:: ACTIVITY ::
What lines of the data hold the string "GizmoEvent"? Pull each one out.
*** RECORDED INFORMATION ***
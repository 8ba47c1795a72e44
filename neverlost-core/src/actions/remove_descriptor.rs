//! Remove descriptor action
//!
//! Deletes a shape from the layout. Undo puts it back at its former index.

use crate::action::Action;
use crate::descriptor::{DescriptorId, ObjectDescriptor};
use crate::edit::EditSession;

pub struct RemoveDescriptorAction {
    id: DescriptorId,

    /// Removed descriptor and its index (set after execution)
    removed: Option<(usize, ObjectDescriptor)>,
}

impl RemoveDescriptorAction {
    pub fn new(id: DescriptorId) -> Self {
        Self { id, removed: None }
    }
}

impl Action for RemoveDescriptorAction {
    fn execute(&mut self, session: &mut EditSession) {
        self.removed = session.remove(&self.id);
    }

    fn rollback(&mut self, session: &mut EditSession) {
        if let Some((index, descriptor)) = self.removed.take() {
            session.insert_at(index, descriptor);
        }
    }

    fn description(&self) -> String {
        match &self.removed {
            Some((_, descriptor)) => format!("Remove {}", descriptor.kind),
            None => "Remove shape".to_string(),
        }
    }
}

#[cfg(test)]
mod tests {
    use super::*;
    use crate::descriptor::ShapeKind;

    #[test]
    fn test_remove_and_rollback_restores_order() {
        let a = ObjectDescriptor::new(ShapeKind::Cube);
        let b = ObjectDescriptor::new(ShapeKind::Sphere);
        let c = ObjectDescriptor::new(ShapeKind::Rectangle);
        let b_id = b.id.clone();
        let mut session = EditSession::from_descriptors(vec![a, b, c]);
        session.select(&b_id);

        let mut action = RemoveDescriptorAction::new(b_id.clone());
        action.execute(&mut session);
        assert_eq!(session.descriptors().len(), 2);
        assert!(session.selection().is_empty());
        assert_eq!(action.description(), "Remove sphere");

        action.rollback(&mut session);
        assert_eq!(session.store().position_of(&b_id), Some(1));
    }

    #[test]
    fn test_remove_missing_is_noop() {
        let mut session = EditSession::from_descriptors(vec![ObjectDescriptor::new(ShapeKind::Cube)]);
        let mut action = RemoveDescriptorAction::new("nope".into());
        action.execute(&mut session);
        action.rollback(&mut session);
        assert_eq!(session.descriptors().len(), 1);
    }
}
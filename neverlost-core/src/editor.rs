//! Editor screen controller
//!
//! [`LayoutEditor`] is everything behind the edit screen of one layout: the
//! descriptor store with its undo history, the scene adapter the renderer
//! draws from, the transform gizmo and the one-line status shown to the user.

use crate::action::ActionExecutor;
use crate::actions::{AddDescriptorAction, RemoveDescriptorAction, UpdateDescriptorAction};
use crate::descriptor::{DescriptorId, DescriptorPatch, ObjectDescriptor, ShapeKind, Vec3};
use crate::edit::EditSession;
use crate::error::{self, GatewayError};
use crate::gateway::LayoutGateway;
use crate::gizmo::{GizmoEvent, GizmoMode, OrbitControl, TransformGizmo};
use crate::layout::{LayoutId, NewLayout};
use crate::scene::{PickHit, Ray, SceneGraph, ViewCamera};
use crate::selection::SelectionInput;
use crate::session::SessionContext;

pub const SAVE_SUCCEEDED: &str = "Layout saved successfully!";

/// One-line feedback for the user
#[derive(Clone, Debug, PartialEq, Eq)]
pub enum StatusMessage {
    Info(String),
    Error(String),
}

impl StatusMessage {
    pub fn text(&self) -> &str {
        match self {
            StatusMessage::Info(text) | StatusMessage::Error(text) => text,
        }
    }

    pub fn is_error(&self) -> bool {
        matches!(self, StatusMessage::Error(_))
    }
}

pub struct LayoutEditor<G: LayoutGateway> {
    gateway: G,
    layout_id: LayoutId,
    executor: ActionExecutor,
    scene: SceneGraph,
    gizmo: TransformGizmo,
    orbit: OrbitControl,
    camera: ViewCamera,
    shape_kind: ShapeKind,
    status: Option<StatusMessage>,
}

impl<G: LayoutGateway> LayoutEditor<G> {
    /// An editor for `layout_id` with nothing loaded yet
    pub fn new(gateway: G, layout_id: LayoutId) -> Self {
        Self {
            gateway,
            layout_id,
            executor: ActionExecutor::new(EditSession::new()),
            scene: SceneGraph::new(),
            gizmo: TransformGizmo::new(),
            orbit: OrbitControl::default(),
            camera: ViewCamera::default(),
            shape_kind: ShapeKind::Cube,
            status: None,
        }
    }

    /// Fetch the layout and replace the working copy with it
    ///
    /// On failure the current descriptors stay as they were.
    pub async fn open(&mut self, session: &SessionContext) -> Result<(), GatewayError> {
        match self.gateway.load_layout(&self.layout_id, session.token()).await {
            Ok(layout) => {
                log::info!("Loaded layout {} ({} objects)", self.layout_id, layout.objects.len());
                self.open_with(layout.objects);
                Ok(())
            }
            Err(e) => {
                log::warn!("Error fetching layout {}: {}", self.layout_id, e);
                self.status = Some(StatusMessage::Error(e.user_message(error::LOAD_FAILED)));
                Err(e)
            }
        }
    }

    /// Start editing descriptors that are already in hand, skipping the fetch
    pub fn open_with(&mut self, descriptors: Vec<ObjectDescriptor>) {
        self.executor.load(descriptors);
        self.status = None;
        self.refresh();
    }

    /// Write the full descriptor sequence back to the service
    ///
    /// The working copy is never modified by a save, whatever the outcome.
    pub async fn save(&mut self, session: &SessionContext) -> Result<(), GatewayError> {
        let result = self
            .gateway
            .save_layout(&self.layout_id, self.executor.session().descriptors(), session.token())
            .await;

        match result {
            Ok(()) => {
                log::info!("Saved layout {}", self.layout_id);
                self.executor.mark_saved();
                self.status = Some(StatusMessage::Info(SAVE_SUCCEEDED.to_string()));
                Ok(())
            }
            Err(e) => {
                log::warn!("Error saving layout {}: {}", self.layout_id, e);
                self.status = Some(StatusMessage::Error(e.user_message(error::SAVE_FAILED)));
                Err(e)
            }
        }
    }

    /// Add a new shape of the chosen kind at the default spot
    pub fn add_shape(&mut self) -> DescriptorId {
        let descriptor = ObjectDescriptor::new(self.shape_kind.clone());
        let id = descriptor.id.clone();
        self.executor.execute(Box::new(AddDescriptorAction::new(descriptor)));
        self.refresh();
        id
    }

    /// Remove the selected shape; false if nothing was selected
    pub fn remove_selected(&mut self) -> bool {
        let Some(id) = self.selected_id() else {
            return false;
        };
        self.executor.execute(Box::new(RemoveDescriptorAction::new(id)));
        self.refresh();
        true
    }

    pub fn set_color(&mut self, color: impl Into<String>) -> bool {
        self.update_selected(DescriptorPatch::color(color))
    }

    pub fn set_size(&mut self, size: Vec<f64>) -> bool {
        self.update_selected(DescriptorPatch::size(size))
    }

    /// Side-panel position edit; written as given, without rounding
    pub fn set_position(&mut self, position: Vec3) -> bool {
        self.update_selected(DescriptorPatch::position(position))
    }

    fn update_selected(&mut self, patch: DescriptorPatch) -> bool {
        let Some(id) = self.selected_id() else {
            return false;
        };
        self.executor.execute(Box::new(UpdateDescriptorAction::new(id, patch)));
        self.refresh();
        true
    }

    pub fn handle_selection(&mut self, input: &SelectionInput) {
        let was_dragging = self.gizmo.is_dragging();
        self.executor.apply_selection(input);
        self.gizmo.attach(self.executor.session().selection().selected(), &mut self.orbit);

        // A cancelled drag must not leave its offset on the renderable
        if was_dragging && !self.gizmo.is_dragging() {
            self.scene.sync(self.executor.session().descriptors());
        }
    }

    /// Canvas click at `pixel` in a viewport of `viewport` pixels
    ///
    /// A shape selects it and empty space deselects. The ground swallows the
    /// click and leaves the selection alone.
    pub fn click(&mut self, pixel: (f64, f64), viewport: (f64, f64)) -> Option<PickHit> {
        let camera = ViewCamera {
            aspect: viewport.0 / viewport.1.max(1.0),
            ..self.camera.clone()
        };
        let ray = Ray::from_screen(pixel, viewport, &camera);
        let hit = self.scene.pick_surface(&ray);
        match &hit {
            Some(PickHit::Shape(id)) => {
                self.handle_selection(&SelectionInput::CanvasHit(Some(id.clone())))
            }
            Some(PickHit::Ground) => {}
            None => self.handle_selection(&SelectionInput::CanvasHit(None)),
        }
        hit
    }

    /// Forward a gizmo pointer event; true if it wrote a descriptor
    pub fn gizmo_event(&mut self, event: GizmoEvent) -> bool {
        match self.gizmo.handle(event, &mut self.scene, &mut self.orbit) {
            Some(reconciled) => {
                let changed = self
                    .executor
                    .session()
                    .store()
                    .get(&reconciled.id)
                    .is_some_and(|current| reconciled.patch.changes(current));
                if changed {
                    self.executor.execute(Box::new(UpdateDescriptorAction::transform(
                        reconciled.id,
                        reconciled.patch,
                    )));
                }
                self.refresh();
                changed
            }
            None => false,
        }
    }

    pub fn set_gizmo_mode(&mut self, mode: GizmoMode) {
        self.gizmo.set_mode(mode);
    }

    pub fn undo(&mut self) -> bool {
        let undone = self.executor.undo();
        if undone {
            self.refresh();
        }
        undone
    }

    pub fn redo(&mut self) -> bool {
        let redone = self.executor.redo();
        if redone {
            self.refresh();
        }
        redone
    }

    /// Bring the scene and gizmo in line with the descriptors
    fn refresh(&mut self) {
        self.scene.sync(self.executor.session().descriptors());
        self.gizmo.attach(self.executor.session().selection().selected(), &mut self.orbit);
    }

    fn selected_id(&self) -> Option<DescriptorId> {
        self.executor.session().selection().selected().cloned()
    }

    pub fn gateway(&self) -> &G {
        &self.gateway
    }

    pub fn layout_id(&self) -> &LayoutId {
        &self.layout_id
    }

    pub fn descriptors(&self) -> &[ObjectDescriptor] {
        self.executor.session().descriptors()
    }

    pub fn selected(&self) -> Option<&ObjectDescriptor> {
        self.executor.session().selected()
    }

    pub fn shape_kind(&self) -> &ShapeKind {
        &self.shape_kind
    }

    /// The kind the next `add_shape` creates
    pub fn set_shape_kind(&mut self, kind: ShapeKind) {
        self.shape_kind = kind;
    }

    pub fn scene(&self) -> &SceneGraph {
        &self.scene
    }

    pub fn gizmo(&self) -> &TransformGizmo {
        &self.gizmo
    }

    pub fn orbit(&self) -> &OrbitControl {
        &self.orbit
    }

    pub fn camera(&self) -> &ViewCamera {
        &self.camera
    }

    pub fn executor(&self) -> &ActionExecutor {
        &self.executor
    }

    pub fn is_dirty(&self) -> bool {
        self.executor.is_dirty()
    }

    pub fn status(&self) -> Option<&StatusMessage> {
        self.status.as_ref()
    }

    pub fn clear_status(&mut self) {
        self.status = None;
    }

    /// Leave the editor, handing the working copy to the viewer
    pub fn end_editing(self) -> Vec<ObjectDescriptor> {
        self.executor.session().store().to_vec()
    }
}

/// Create a layout seeded with the default cube
///
/// Errors come back as the line to show under the form.
pub async fn create_layout<G: LayoutGateway + ?Sized>(
    gateway: &G,
    session: &SessionContext,
    name: &str,
    description: &str,
) -> Result<LayoutId, StatusMessage> {
    let body = NewLayout::seeded(name, description);
    match gateway.create_layout(&body, session.token()).await {
        Ok(id) => {
            log::info!("Created layout {} ({})", name, id);
            Ok(id)
        }
        Err(e) => {
            log::warn!("Error creating layout {}: {}", name, e);
            Err(StatusMessage::Error(e.user_message(error::CREATE_FAILED)))
        }
    }
}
*** End of RECORDED INFORMATION ***
:: EXERCISE ANSWER ::
use crate::gizmo::{GizmoEvent, GizmoMode, OrbitControl, TransformGizmo};
    pub fn gizmo_event(&mut self, event: GizmoEvent) -> bool {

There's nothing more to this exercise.